Review – The Big Sick

big sick

The Big Sick (Amazon Studios/Apatow Productions/Filmnation) Cert 15, 120 mins

Relationships can I’ve been told be a bit of a minefield at times. There’s a lot to balance out beyond being a couple – family, friends and despite love for each other there are differences to overcome like not appreciating that the Star Wars franchise is way better than Grease or Dirty Dancing and that why yes you are watching the films again when they come on TV despite having seen them several hundred times. The previous weekend. I jest of course, I am a very lucky blogger who has hidden all the sharp things as a precaution. In all seriousness Mrs Blogger is thoroughly splendid. Later this week marks 12 years married and 22 years together in total! Lucky me 🙂 *waves at Mrs Blogger*

Kumail Nanjiani and his wife Emily Gordon trump most when it comes to relationship ups and downs though – The Big Sick is the true life tale of how they got together, broke up and then she had to be put in a medically induced coma to save her life. Standard stuff…

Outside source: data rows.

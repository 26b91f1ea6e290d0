//! Tracing setup for the `kwscout` binary.
//!
//! Stderr gets the configured level (or `KWSCOUT_LOG` / `RUST_LOG` when set).
//! When a log file is given it additionally receives everything at debug
//! level and above, without ANSI colors.

use std::fs::OpenOptions;
use std::path::Path;
use std::sync::Mutex;

use kwscout::{SearchError, SearchResult};
use tracing_subscriber::{
    filter::LevelFilter, fmt, layer::SubscriberExt, util::SubscriberInitExt, EnvFilter, Layer,
};

fn stderr_filter(level: &str) -> EnvFilter {
    let from_env = std::env::var("KWSCOUT_LOG").or_else(|_| std::env::var("RUST_LOG"));
    if let Ok(filter) = from_env {
        if let Ok(filter) = EnvFilter::try_new(&filter) {
            return filter;
        }
        eprintln!("Warning: Invalid log filter '{}', using '{}'", filter, level);
    }
    EnvFilter::try_new(level).unwrap_or_else(|_| EnvFilter::new("warn"))
}

/// Installs the global subscriber. Calling it twice is a no-op.
pub fn init(level: &str, log_file: Option<&Path>) -> SearchResult<()> {
    let stderr_layer = fmt::layer()
        .with_target(false)
        .with_writer(std::io::stderr)
        .with_filter(stderr_filter(level));

    let file_layer = match log_file {
        Some(path) => {
            let file = OpenOptions::new()
                .create(true)
                .append(true)
                .open(path)
                .map_err(|e| SearchError::from_io(path, e))?;
            Some(
                fmt::layer()
                    .with_ansi(false)
                    .with_thread_ids(true)
                    .with_writer(Mutex::new(file))
                    .with_filter(LevelFilter::DEBUG),
            )
        }
        None => None,
    };

    let _ = tracing_subscriber::registry()
        .with(stderr_layer)
        .with(file_layer)
        .try_init();
    Ok(())
}
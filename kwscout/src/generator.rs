//! Synthetic text trees to search.
//!
//! Generates `file_<i>.txt` files of random words spread over a small nested
//! directory layout, and lists every file under a root.

use ignore::WalkBuilder;
use rand::seq::IndexedRandom;
use rand::Rng;
use rayon::prelude::*;
use std::fs;
use std::io::{BufWriter, Write};
use std::num::NonZeroUsize;
use std::path::{Path, PathBuf};
use tracing::{debug, info, warn};

use crate::config::default_worker_count;
use crate::errors::{SearchError, SearchResult};
use crate::search::partition;

const VOCABULARY: [&str; 15] = [
    "python",
    "data",
    "algorithm",
    "machine",
    "learning",
    "artificial",
    "intelligence",
    "programming",
    "code",
    "software",
    "computer",
    "science",
    "developer",
    "technology",
    "system",
];

/// Words appended with [`GeneratorConfig::keyword_probability`]
pub const PLANTED_KEYWORDS: [&str; 3] = ["python", "data", "algorithm"];

const RANDOM_WORDS: usize = 50;
const WRITE_BUFFER: usize = 1024 * 1024;

/// Settings for [`create_test_files`]
#[derive(Debug, Clone, PartialEq)]
pub struct GeneratorConfig {
    pub base_dir: PathBuf,
    pub num_files: usize,
    pub min_words: usize,
    pub max_words: usize,
    /// Chance that each planted keyword is appended to a file
    pub keyword_probability: f64,
    pub workers: NonZeroUsize,
    /// Remove `base_dir` before generating
    pub clean: bool,
}

impl Default for GeneratorConfig {
    fn default() -> Self {
        Self {
            base_dir: PathBuf::from("test_search_files"),
            num_files: 50,
            min_words: 50,
            max_words: 500,
            keyword_probability: 0.7,
            workers: default_worker_count(),
            clean: true,
        }
    }
}

/// Directories files may land in, relative to the base directory
pub fn subdirectory_choices() -> Vec<PathBuf> {
    let subdirs = ["subdir1", "subdir2", "subdir3"];
    let nested = ["nested1", "nested2"];

    let mut choices = vec![PathBuf::new()];
    choices.extend(subdirs.iter().map(PathBuf::from));
    for subdir in subdirs {
        for inner in nested {
            choices.push(Path::new(subdir).join(inner));
        }
    }
    choices
}

/// Produces one file's worth of space-separated words.
pub fn generate_text<R: Rng + ?Sized>(
    rng: &mut R,
    min_words: usize,
    max_words: usize,
    keyword_probability: f64,
) -> String {
    let random_words: Vec<String> = (0..RANDOM_WORDS)
        .map(|_| {
            let len = rng.random_range(3..=8);
            (0..len)
                .map(|_| char::from(b'a' + rng.random_range(0..26u8)))
                .collect()
        })
        .collect();

    let pool: Vec<&str> = VOCABULARY
        .iter()
        .copied()
        .chain(random_words.iter().map(String::as_str))
        .collect();

    let count = rng.random_range(min_words..=max_words.max(min_words));
    let mut words: Vec<&str> = (0..count)
        .filter_map(|_| pool.choose(rng).copied())
        .collect();

    for keyword in PLANTED_KEYWORDS {
        if rng.random_bool(keyword_probability) {
            words.push(keyword);
        }
    }

    words.join(" ")
}

fn write_file(path: &Path, text: &str) -> SearchResult<()> {
    if let Some(parent) = path.parent() {
        fs::create_dir_all(parent)?;
    }
    let file = fs::File::create(path).map_err(|e| SearchError::from_io(path, e))?;
    let mut writer = BufWriter::with_capacity(WRITE_BUFFER, file);
    writer.write_all(text.as_bytes())?;
    writer.flush()?;
    Ok(())
}

/// Generates `config.num_files` files under `config.base_dir`, spreading the
/// writes over round-robin shards on a rayon pool.
///
/// Returns the created paths, grouped by shard.
pub fn create_test_files(config: &GeneratorConfig) -> SearchResult<Vec<PathBuf>> {
    let probability = config.keyword_probability;
    if !(0.0..=1.0).contains(&probability) {
        return Err(SearchError::config_error(format!(
            "keyword probability must be within [0, 1], got {}",
            probability
        )));
    }

    if config.clean && config.base_dir.exists() {
        debug!("Removing existing directory {}", config.base_dir.display());
        fs::remove_dir_all(&config.base_dir)?;
    }
    fs::create_dir_all(&config.base_dir)?;

    let choices = subdirectory_choices();
    let mut rng = rand::rng();
    let targets: Vec<PathBuf> = (0..config.num_files)
        .map(|i| {
            let subdir = choices.choose(&mut rng).cloned().unwrap_or_default();
            config.base_dir.join(subdir).join(format!("file_{}.txt", i))
        })
        .collect();

    let shards = partition(&targets, config.workers.get());
    let pool = rayon::ThreadPoolBuilder::new()
        .num_threads(config.workers.get())
        .build()
        .map_err(|e| SearchError::worker_launch(e.to_string()))?;

    let written: Vec<SearchResult<Vec<PathBuf>>> = pool.install(|| {
        shards
            .par_iter()
            .map(|shard| {
                let mut rng = rand::rng();
                let mut created = Vec::with_capacity(shard.len());
                for path in shard {
                    let text = generate_text(
                        &mut rng,
                        config.min_words,
                        config.max_words,
                        probability,
                    );
                    write_file(path, &text)?;
                    created.push(path.to_path_buf());
                }
                Ok(created)
            })
            .collect()
    });

    let mut created = Vec::with_capacity(targets.len());
    for shard in written {
        created.extend(shard?);
    }

    info!(
        "Created {} files under {}",
        created.len(),
        config.base_dir.display()
    );
    Ok(created)
}

/// Lists every regular file under `base_dir`, hidden and ignored ones
/// included.
pub fn find_all_files(base_dir: &Path) -> SearchResult<Vec<PathBuf>> {
    if !base_dir.exists() {
        return Ok(Vec::new());
    }

    let files: Vec<PathBuf> = WalkBuilder::new(base_dir)
        .standard_filters(false)
        .build()
        .filter_map(|entry| match entry {
            Ok(entry) => Some(entry),
            Err(e) => {
                warn!("Skipping unreadable entry under {}: {}", base_dir.display(), e);
                None
            }
        })
        .filter(|entry| entry.file_type().is_some_and(|ft| ft.is_file()))
        .map(|entry| entry.into_path())
        .collect();

    debug!("Found {} files under {}", files.len(), base_dir.display());
    Ok(files)
}
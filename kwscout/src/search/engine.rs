use std::path::PathBuf;
use tracing::{info, warn};

use super::process::{ProcessPoolSearch, WorkerCommand};
use super::request::{SearchRequest, SearchStrategy};
use super::threads::ThreadPoolSearch;
use crate::config::{SearchConfig, StrategyChoice};
use crate::diagnostics::Reporter;
use crate::errors::SearchResult;
use crate::results::SearchOutcome;

/// The outcome of one pool on one request
#[derive(Debug, Clone)]
pub struct StrategyRun {
    pub strategy: &'static str,
    pub outcome: SearchOutcome,
}

/// Runs the configured pool(s) over `files`, spawning worker processes from
/// the current executable when needed.
pub fn search(
    config: &SearchConfig,
    files: Vec<PathBuf>,
    reporter: &dyn Reporter,
) -> SearchResult<Vec<StrategyRun>> {
    search_with_worker(config, files, None, reporter)
}

/// Like [`search`], with an explicit worker command for the process pool.
pub fn search_with_worker(
    config: &SearchConfig,
    files: Vec<PathBuf>,
    worker: Option<WorkerCommand>,
    reporter: &dyn Reporter,
) -> SearchResult<Vec<StrategyRun>> {
    let request = SearchRequest::from_config(config, files);
    let strategies = strategies(config, worker)?;

    let mut runs = Vec::with_capacity(strategies.len());
    for strategy in &strategies {
        let outcome = strategy.search(&request, reporter)?;
        if !outcome.is_complete() {
            warn!(
                "{} search incomplete: {} of {} workers reported",
                strategy.name(),
                outcome.workers_reported,
                outcome.workers_launched
            );
        }
        runs.push(StrategyRun {
            strategy: strategy.name(),
            outcome,
        });
    }

    if runs.len() > 1 {
        info!("Strategies agree on results: {}", runs_agree(&runs));
    }
    Ok(runs)
}

fn strategies(
    config: &SearchConfig,
    worker: Option<WorkerCommand>,
) -> SearchResult<Vec<Box<dyn SearchStrategy>>> {
    let processes = |worker: Option<WorkerCommand>| -> SearchResult<Box<dyn SearchStrategy>> {
        let command = match worker {
            Some(command) => command,
            None => WorkerCommand::current_exe()?,
        };
        Ok(Box::new(
            ProcessPoolSearch::new(command).with_message_timeout(config.message_timeout()),
        ))
    };

    let threads = || -> Box<dyn SearchStrategy> { Box::new(ThreadPoolSearch::new()) };
    let selected: Vec<Box<dyn SearchStrategy>> = match config.strategy {
        StrategyChoice::Threads => vec![threads()],
        StrategyChoice::Processes => vec![processes(worker)?],
        StrategyChoice::Both => vec![threads(), processes(worker)?],
    };
    Ok(selected)
}

/// Whether every run found the same multiset of locations per keyword
pub fn runs_agree(runs: &[StrategyRun]) -> bool {
    runs.windows(2)
        .all(|pair| pair[0].outcome.matches.equivalent_to(&pair[1].outcome.matches))
}
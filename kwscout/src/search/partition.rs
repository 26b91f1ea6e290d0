/// Splits `items` into `n` round-robin shards: shard `k` receives the items
/// at indices `k, k + n, k + 2n, ...`.
///
/// Striding rather than contiguous blocks keeps shards balanced when the
/// input order correlates with file size. Returns no shards when `n` is zero
/// or `items` is empty; otherwise exactly `n` shards, some of which may be
/// empty when there are fewer items than shards.
pub fn partition<T>(items: &[T], n: usize) -> Vec<Vec<&T>> {
    if n == 0 || items.is_empty() {
        return Vec::new();
    }

    let per_shard = items.len().div_ceil(n);
    let mut shards: Vec<Vec<&T>> = (0..n).map(|_| Vec::with_capacity(per_shard)).collect();
    for (index, item) in items.iter().enumerate() {
        shards[index % n].push(item);
    }
    shards
}

#[cfg(test)]
mod tests {
    use super::*;

    #[test]
    fn test_round_robin_assignment() {
        let items: Vec<i32> = (0..10).collect();
        let shards = partition(&items, 3);

        assert_eq!(shards.len(), 3);
        assert_eq!(shards[0], vec![&0, &3, &6, &9]);
        assert_eq!(shards[1], vec![&1, &4, &7]);
        assert_eq!(shards[2], vec![&2, &5, &8]);
    }

    #[test]
    fn test_degenerate_inputs() {
        let items = vec!["a", "b"];
        assert!(partition(&items, 0).is_empty());

        let empty: Vec<&str> = Vec::new();
        assert!(partition(&empty, 4).is_empty());

        let single = partition(&items, 1);
        assert_eq!(single, vec![vec![&"a", &"b"]]);
    }

    #[test]
    fn test_more_shards_than_items() {
        let items = vec!["only"];
        let shards = partition(&items, 4);
        assert_eq!(shards.len(), 4);
        assert_eq!(shards[0], vec![&"only"]);
        assert!(shards[1..].iter().all(Vec::is_empty));
    }

    #[test]
    fn test_completeness_with_duplicates() {
        let items = vec!["a", "b", "a", "c", "a", "d", "e"];
        for n in 1..=9 {
            let shards = partition(&items, n);
            let mut union: Vec<&str> = shards.into_iter().flatten().copied().collect();
            let mut expected = items.clone();
            union.sort_unstable();
            expected.sort_unstable();
            assert_eq!(union, expected, "n = {}", n);
        }
    }

    #[test]
    fn test_shard_sizes_differ_by_at_most_one() {
        let items: Vec<usize> = (0..101).collect();
        for n in 1..=16 {
            let sizes: Vec<usize> = partition(&items, n).iter().map(Vec::len).collect();
            let max = *sizes.iter().max().unwrap();
            let min = *sizes.iter().min().unwrap();
            assert!(max - min <= 1, "n = {}: {:?}", n, sizes);
        }
    }

    #[test]
    fn test_deterministic() {
        let items: Vec<String> = (0..50).map(|i| format!("file_{}.txt", i)).collect();
        assert_eq!(partition(&items, 7), partition(&items, 7));
    }
}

The couple wrote the movie and Nanjiani stars as himself (he really gets the character bang on). He’s a successful stand up comedian who is one of the stars of hit HBO comedy Silicon Valley which if you’ve not seen I can highly recommend – it’s a very funny take on the world of tech start ups in California and he’s extremely good in it. Check it out. But don’t go yet, keep reading this please and thank you.

Oh but before we do crack on here’s a fun fact for Scottish readers…Kumail is the second cousin of our very own journalist and broadcaster Shereen Nanjiani! Small world eh?

Back to our story…born in Pakistan Kumail and his family moved to America when he was a teenager. He decided that rather than go down the traditional route of becoming a doctor or lawyer and having an arranged marriage that he wanted to be a stand up comedian and it’s in this role that we pick up the film and witness his first meeting with Emily (played in the movie by Zoe Kazan).

Despite beginning to form a meaningful relationship with Emily, Kumail still has to contend with his mother’s dogged determination to set up an arranged marriage and there’s some fun to be had as he has regular dinners with his family and a procession of girls “drop in” to join them at the table. All the while he’s getting deeper into his relationship with Emily – a fact he keeps hidden from his family. But he’s also keeping Emily in the dark about the other women. A dangerous juggling act.

When she realises that Kumail hasn’t been entirely upfront, Emily ends their relationship and he slumps back in to his world of trying to make it in the cutthroat world of stand up and avoiding being married off to someone he’s not interested in by his mother. Things take a turn for the worse though as Emily finds herself in hospital battling what she thinks is a minor illness which quickly turns into a life threatening event.

It’s at this point the movie steps up a gear. When you realise that the events which unfold actually happened (although I’m sure there are a few elements of artistic licence applied – it’s their story after all) it makes the story so much more powerful and poignant. Happily there is always a strong vein of humour running through the film, especially when Emily’s parents turn up.

Having never actually met them, Kumail struggles at first. Emily’s mum (Holly Hunter) knows why the couple broke up and she’s not shy at letting him know what she thinks of that. In fact she’s not shy in any respect when it comes to telling people what she thinks. Her husband Terry (Everybody Loves Raymond star Ray Romano making a welcome non-woolly mammoth based appearance on the big screen) helps ease the tension between them all while Emily is in her coma and the doctors battle to save her life. There’s real humour and heart in the script and the interaction between all three actors is a joy to watch as they develop a bond while waiting on Emily getting better.

Excellent performances are the order of the day by all involved helped by the sharp script from the real life husband and wife. Clearly we know Emily makes it out of her coma but it’s the journey Kumail experiences during that time with her family and his own which provide a real sense of emotion, warmth and at times silliness. And sometimes sadness – especially when he reveals his lost relationship with Emily to his family and his revelations that he doesn’t pray and isn’t studying to be a lawyer. Mother does not react well…but once again though there is a great deal of humour to be found in the situation and it’s a credit to both Kumail and Emily that they’ve been able to write a script that still keeps the laughs coming during the more serious times.

Even when Emily and his family reject him there is still room to take a lighter view of a tough situation and it’s this approach which marks this movie as something a little bit different from the norm.


A charming, warm and very funny film made all the more amazing by the fact that Emily did actually end up in a medically induced coma. Perfectly paced, this is a film that will make you smile, perhaps shed a tear or two but then bring you back up with a laugh. It takes a sweet look at what family and finding love really means and turns some conventions upside down while it does. But all in the best possible taste as Kenny Everett used to say.

Credit to all involved for producing a fun romantic comedy which I hope gets as big an audience as possible. Seek it out while you can!